**** RAW DATA ****
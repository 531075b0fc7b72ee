//! Caching subsystem.
//!
//! - [`response::ResponseCache`]: namespaced single-flight memoisation of
//!   backend completions. Unbounded between flushes; only successful,
//!   non-blank completions are stored.
//!
//! - [`eviction::EvictionTask`]: the fixed-rate full flush. Owned by the
//!   [`Orchestrator`](crate::Orchestrator) and stopped when it is dropped.
//!   Every namespace shares the one schedule, but each can also be cleared
//!   on its own via [`ResponseCache::clear`].

pub mod eviction;
pub mod response;

pub use eviction::EvictionTask;
pub use response::{CacheConfig, Cacheable, Namespace, ResponseCache};
//! Backend capability trait.
//!
//! A backend is an opaque text-completion service. It may fail with a
//! transport or model error; classification into retryable and permanent
//! failures happens through [`HuginnError::is_transient()`](crate::HuginnError::is_transient).

use async_trait::async_trait;

use crate::Result;
use crate::types::CompletionOptions;

/// Synchronous-from-the-caller's-view text completion.
#[async_trait]
pub trait TextCompletion: Send + Sync {
    /// Backend name for logging/debugging.
    fn name(&self) -> &str;

    /// Complete `prompt` with the backend's default settings.
    async fn complete(&self, prompt: &str) -> Result<String>;

    /// Complete `prompt` with explicit options.
    ///
    /// Default implementation ignores `options` and calls `complete`.
    async fn complete_with_options(
        &self,
        prompt: &str,
        options: &CompletionOptions,
    ) -> Result<String> {
        let _ = options;
        self.complete(prompt).await
    }
}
****
◆ TASK BRIEF ◆
All of the records shown above should be reproduced exactly.

◆ RESPONSE TO THE TASK ◆
repository 531075b0fc7b72ee
//! Caching subsystem.
//!
//! - [`response::ResponseCache`]: namespaced single-flight memoisation of
//!   backend completions. Unbounded between flushes; only successful,
//!   non-blank completions are stored.
//!
//! - [`eviction::EvictionTask`]: the fixed-rate full flush. Owned by the
//!   [`Orchestrator`](crate::Orchestrator) and stopped when it is dropped.
//!   Every namespace shares the one schedule, but each can also be cleared
//!   on its own via [`ResponseCache::clear`].

pub mod eviction;
pub mod response;

pub use eviction::EvictionTask;
pub use response::{CacheConfig, Cacheable, Namespace, ResponseCache};
//! Backend capability trait.
//!
//! A backend is an opaque text-completion service. It may fail with a
//! transport or model error; classification into retryable and permanent
//! failures happens through [`HuginnError::is_transient()`](crate::HuginnError::is_transient).

use async_trait::async_trait;

use crate::Result;
use crate::types::CompletionOptions;

/// Synchronous-from-the-caller's-view text completion.
#[async_trait]
pub trait TextCompletion: Send + Sync {
    /// Backend name for logging/debugging.
    fn name(&self) -> &str;

    /// Complete `prompt` with the backend's default settings.
    async fn complete(&self, prompt: &str) -> Result<String>;

    /// Complete `prompt` with explicit options.
    ///
    /// Default implementation ignores `options` and calls `complete`.
    async fn complete_with_options(
        &self,
        prompt: &str,
        options: &CompletionOptions,
    ) -> Result<String> {
        let _ = options;
        self.complete(prompt).await
    }
}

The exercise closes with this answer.